▸ EXERCISE PROMPT: Set out exactly every line of the entries below, starting at the line that holds "fn count(visible: &VisibleRecords<'_>)" and stopping after the line that holds "pub struct AppConfig".

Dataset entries
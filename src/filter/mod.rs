//! Filter engine: the visible subset of every dataset for one selection of
//! country, region, search text and categories.
//!
//! A pass is a single linear scan per dataset over the in-memory records. The
//! only state is a type-string memo local to the pass.

use std::collections::{BTreeMap, BTreeSet, HashMap};

use serde::Serialize;

use crate::data::records::{IndustrialFacility, LicenseRegistrant, ResearchRegistrant};
use crate::data::AppState;
use crate::export::{ExportRecord, FlatRow};
use crate::facility::{FacilityCategory, FacilityClass};
use crate::geo::{classify, matches_region, Country, Locatable};

/// Search synonyms, applied to species text only.
const SPECIES_SYNONYMS: &[(&[&str], &[&str])] = &[
    (
        &["cow", "cows", "bull", "bulls", "steer", "steers", "heifer", "heifers", "beef"],
        &["cattle"],
    ),
    (&["calf", "veal"], &["calves"]),
    (&["hog", "hogs", "swine", "sow", "sows", "pork"], &["pigs"]),
    (&["hen", "hens", "broiler", "broilers", "chicken"], &["chickens"]),
    (&["monkey", "monkeys", "primate", "macaque", "macaques"], &["primates"]),
    (&["lamb", "lambs", "mutton", "ewe", "ewes"], &["sheep"]),
    (&["goat", "kid", "kids"], &["goats"]),
    (&["bunny", "bunnies", "rabbit"], &["rabbits"]),
    (&["dog", "puppy", "puppies"], &["dogs"]),
    (&["cat", "kitten", "kittens"], &["cats"]),
    (&["turkey"], &["turkeys"]),
    (&["fish", "salmon", "trout"], &["aquatic"]),
];

/// One filter selection. `None` fields select everything.
#[derive(Debug, Clone, PartialEq)]
pub struct FilterParams {
    pub country: Option<Country>,
    pub region: Option<String>,
    pub search: Option<String>,
    pub categories: BTreeSet<FacilityCategory>,
    /// Research registrants have no facility category; they are toggled as a layer.
    pub include_research: bool,
    pub include_license: bool,
}

impl Default for FilterParams {
    fn default() -> Self {
        Self {
            country: None,
            region: None,
            search: None,
            categories: FacilityCategory::ALL.into_iter().collect(),
            include_research: true,
            include_license: true,
        }
    }
}

impl FilterParams {
    /// True when nothing is narrowed, so a pass returns every record.
    pub fn is_unfiltered(&self) -> bool {
        self.country.is_none()
            && self.region.is_none()
            && self.search_term().is_none()
            && self.categories.len() == FacilityCategory::ALL.len()
            && self.include_research
            && self.include_license
    }

    fn search_term(&self) -> Option<String> {
        self.search
            .as_deref()
            .map(|s| s.trim().to_lowercase())
            .filter(|s| !s.is_empty())
    }
}

/// Industrial facility plus its classification, as shown on the map.
#[derive(Debug, Clone, Serialize)]
pub struct VisibleFacility<'a> {
    #[serde(flatten)]
    pub record: &'a IndustrialFacility,
    pub category: FacilityCategory,
    pub label: String,
}

#[derive(Debug, Clone, Default, PartialEq, Eq, Serialize)]
pub struct FilterCounts {
    pub industrial: usize,
    pub research: usize,
    pub license: usize,
    pub total: usize,
    pub by_category: BTreeMap<FacilityCategory, usize>,
}

impl FilterCounts {
    /// Status line for the map footer.
    pub fn summary(&self) -> String {
        if self.total == 0 {
            return "No facilities match the current filters".to_string();
        }
        format!(
            "Showing {} facilities ({} industrial, {} research, {} licensed)",
            self.total, self.industrial, self.research, self.license
        )
    }
}

#[derive(Debug, Clone, Default, Serialize)]
pub struct VisibleRecords<'a> {
    pub industrial: Vec<VisibleFacility<'a>>,
    pub research: Vec<&'a ResearchRegistrant>,
    pub license: Vec<&'a LicenseRegistrant>,
    pub counts: FilterCounts,
}

impl VisibleRecords<'_> {
    /// Export rows for every visible record, industrial first.
    pub fn flat_rows(&self) -> Vec<FlatRow> {
        self.industrial
            .iter()
            .map(|f| ExportRecord::Industrial(f.record))
            .chain(self.research.iter().map(|r| ExportRecord::Research(*r)))
            .chain(self.license.iter().map(|r| ExportRecord::License(*r)))
            .map(ExportRecord::normalize)
            .collect()
    }
}

/// Lower-cased search term and the species words it expands to.
struct SearchTerm {
    term: String,
    species_terms: Vec<&'static str>,
}

impl SearchTerm {
    fn new(term: String) -> Self {
        let species_terms = SPECIES_SYNONYMS
            .iter()
            .filter(|(words, _)| words.contains(&term.as_str()))
            .flat_map(|(_, expansions)| expansions.iter().copied())
            .collect();
        Self {
            term,
            species_terms,
        }
    }

    fn matches(&self, names: &[&str], species: &[&str]) -> bool {
        let contains = |field: &str, needle: &str| field.to_lowercase().contains(needle);
        names.iter().any(|field| contains(*field, &self.term))
            || species.iter().any(|field| {
                contains(*field, &self.term)
                    || self.species_terms.iter().any(|syn| contains(*field, *syn))
            })
    }
}

/// Whether a search term hits any name field directly or any species field
/// directly or through a synonym.
pub fn matches_search(term: &str, names: &[&str], species: &[&str]) -> bool {
    let term = term.trim().to_lowercase();
    if term.is_empty() {
        return true;
    }
    SearchTerm::new(term).matches(names, species)
}

/// Type-mapper results for one pass, keyed by raw type string.
#[derive(Default)]
struct TypeMemo<'a> {
    classes: HashMap<&'a str, FacilityClass>,
}

impl<'a> TypeMemo<'a> {
    fn class_of(&mut self, record: &'a IndustrialFacility) -> FacilityClass {
        let raw = record.facility_type.trim();
        if raw.is_empty() {
            return record.facility_class();
        }
        self.classes
            .entry(raw)
            .or_insert_with(|| record.facility_class())
            .clone()
    }
}

/// A region selected without a country still narrows by region code.
fn location_matches<R: Locatable + ?Sized>(record: &R, params: &FilterParams) -> bool {
    if params.country.is_none() && params.region.is_none() {
        return true;
    }
    let class = classify(record);
    params.country.map_or(true, |country| class.country == country)
        && matches_region(record, &class, params.country, params.region.as_deref())
}

/// Compute the visible records for `params`. Pure recomputation over the full
/// record sets; safe to call on every keystroke.
pub fn filter<'a>(state: &'a AppState, params: &FilterParams) -> VisibleRecords<'a> {
    let search = params.search_term().map(SearchTerm::new);
    let search_hits = |names: &[&str], species: &[&str]| {
        search.as_ref().map_or(true, |s| s.matches(names, species))
    };

    let mut memo = TypeMemo::default();
    let mut visible = VisibleRecords::default();

    for record in &state.industrial {
        if !location_matches(record, params) {
            continue;
        }
        if !search_hits(
            &[record.establishment_name.as_str(), record.dbas.as_str()],
            &[
                record.animals_slaughtered.as_str(),
                record.animals_processed.as_str(),
            ],
        ) {
            continue;
        }
        let class = memo.class_of(record);
        if !params.categories.contains(&class.category) {
            continue;
        }
        visible.industrial.push(VisibleFacility {
            record,
            category: class.category,
            label: class.label,
        });
    }

    if params.include_research {
        for record in &state.research {
            let tested = record.animals_tested_summary();
            if location_matches(record, params)
                && search_hits(&[record.account_name.as_str()], &[tested.as_ref()])
            {
                visible.research.push(record);
            }
        }
    }

    if params.include_license {
        for record in &state.license {
            if location_matches(record, params)
                && search_hits(&[record.account_name.as_str()], &[])
                && params.categories.contains(&record.category())
            {
                visible.license.push(record);
            }
        }
    }

    visible.counts = count(&visible);
    tracing::debug!(
        total = visible.counts.total,
        memoized_types = memo.classes.len(),
        "filter pass complete"
    );
    visible
}

fn count(visible: &VisibleRecords<'_>) -> FilterCounts {
    let mut by_category = BTreeMap::new();
    for facility in &visible.industrial {
        *by_category.entry(facility.category).or_insert(0) += 1;
    }
    for record in &visible.license {
        *by_category.entry(record.category()).or_insert(0) += 1;
    }
    FilterCounts {
        industrial: visible.industrial.len(),
        research: visible.research.len(),
        license: visible.license.len(),
        total: visible.industrial.len() + visible.research.len() + visible.license.len(),
        by_category,
    }
}
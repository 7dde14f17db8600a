//! Runtime configuration: where the compiled datasets live and where to bind.
//!
//! Defaults work out of the box; an optional YAML file named by `CAGEMAP_CONFIG`
//! can replace any subset of fields, and `CAGEMAP_BIND` / `CAGEMAP_DATA_DIR`
//! override last.

use std::fs;
use std::path::{Path, PathBuf};

use serde::{Deserialize, Serialize};

use crate::error::{CagemapError, Result};

pub const DEFAULT_BIND_ADDR: &str = "127.0.0.1:8000";
pub const DEFAULT_DATA_DIR: &str = "static_data";
pub const DEFAULT_INDUSTRIAL_FILE: &str = "locations.csv";
pub const DEFAULT_RESEARCH_FILE: &str = "aphis_data_final.csv";
pub const DEFAULT_LICENSE_FILE: &str = "inspection_reports.csv";

#[derive(Debug, Clone, PartialEq, Eq, Serialize, Deserialize)]
#[serde(default)]
pub struct AppConfig {
    pub bind_addr: String,
    pub data_dir: PathBuf,
    pub industrial_file: String,
    pub research_file: String,
    pub license_file: String,
}

impl Default for AppConfig {
    fn default() -> Self {
        Self {
            bind_addr: DEFAULT_BIND_ADDR.to_string(),
            data_dir: PathBuf::from(DEFAULT_DATA_DIR),
            industrial_file: DEFAULT_INDUSTRIAL_FILE.to_string(),
            research_file: DEFAULT_RESEARCH_FILE.to_string(),
            license_file: DEFAULT_LICENSE_FILE.to_string(),
        }
    }
}

impl AppConfig {
    /// Parse a YAML config file. Missing keys keep their defaults.
    pub fn from_yaml_file(path: impl AsRef<Path>) -> Result<Self> {
        let raw = fs::read_to_string(path.as_ref())?;
        let config: AppConfig = serde_yaml::from_str(&raw)?;
        config.validate()?;
        Ok(config)
    }

    /// Defaults, then `CAGEMAP_CONFIG` (if set), then env overrides.
    pub fn load_with_env() -> Result<Self> {
        let mut config = match std::env::var("CAGEMAP_CONFIG") {
            Ok(path) if !path.trim().is_empty() => {
                tracing::debug!("loading config from {path}");
                Self::from_yaml_file(path)?
            }
            _ => Self::default(),
        };

        if let Ok(bind) = std::env::var("CAGEMAP_BIND") {
            tracing::debug!("override bind_addr from env: {bind}");
            config.bind_addr = bind;
        }
        if let Ok(dir) = std::env::var("CAGEMAP_DATA_DIR") {
            tracing::debug!("override data_dir from env: {dir}");
            config.data_dir = PathBuf::from(dir);
        }

        config.validate()?;
        Ok(config)
    }

    pub fn with_data_dir(mut self, dir: impl Into<PathBuf>) -> Self {
        self.data_dir = dir.into();
        self
    }

    pub fn industrial_path(&self) -> PathBuf {
        self.data_dir.join(&self.industrial_file)
    }

    pub fn research_path(&self) -> PathBuf {
        self.data_dir.join(&self.research_file)
    }

    pub fn license_path(&self) -> PathBuf {
        self.data_dir.join(&self.license_file)
    }

    fn validate(&self) -> Result<()> {
        if self.bind_addr.trim().is_empty() {
            return Err(CagemapError::Config {
                field: "bind_addr".to_string(),
                reason: "must not be empty".to_string(),
            });
        }
        for (field, value) in [
            ("industrial_file", &self.industrial_file),
            ("research_file", &self.research_file),
            ("license_file", &self.license_file),
        ] {
            if value.trim().is_empty() {
                return Err(CagemapError::Config {
                    field: field.to_string(),
                    reason: "must name a file".to_string(),
                });
            }
        }
        Ok(())
    }
}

▸ EXERCISE SOLUTION:
fn count(visible: &VisibleRecords<'_>) -> FilterCounts {
    let mut by_category = BTreeMap::new();
    for facility in &visible.industrial {
        *by_category.entry(facility.category).or_insert(0) += 1;
    }
    for record in &visible.license {
        *by_category.entry(record.category()).or_insert(0) += 1;
    }
    FilterCounts {
        industrial: visible.industrial.len(),
        research: visible.research.len(),
        license: visible.license.len(),
        total: visible.industrial.len() + visible.research.len() + visible.license.len(),
        by_category,
    }
}
repository 7dde14f17db8600a
//! Runtime configuration: where the compiled datasets live and where to bind.
//!
//! Defaults work out of the box; an optional YAML file named by `CAGEMAP_CONFIG`
//! can replace any subset of fields, and `CAGEMAP_BIND` / `CAGEMAP_DATA_DIR`
//! override last.

use std::fs;
use std::path::{Path, PathBuf};

use serde::{Deserialize, Serialize};

use crate::error::{CagemapError, Result};

pub const DEFAULT_BIND_ADDR: &str = "127.0.0.1:8000";
pub const DEFAULT_DATA_DIR: &str = "static_data";
pub const DEFAULT_INDUSTRIAL_FILE: &str = "locations.csv";
pub const DEFAULT_RESEARCH_FILE: &str = "aphis_data_final.csv";
pub const DEFAULT_LICENSE_FILE: &str = "inspection_reports.csv";

#[derive(Debug, Clone, PartialEq, Eq, Serialize, Deserialize)]
#[serde(default)]
pub struct AppConfig {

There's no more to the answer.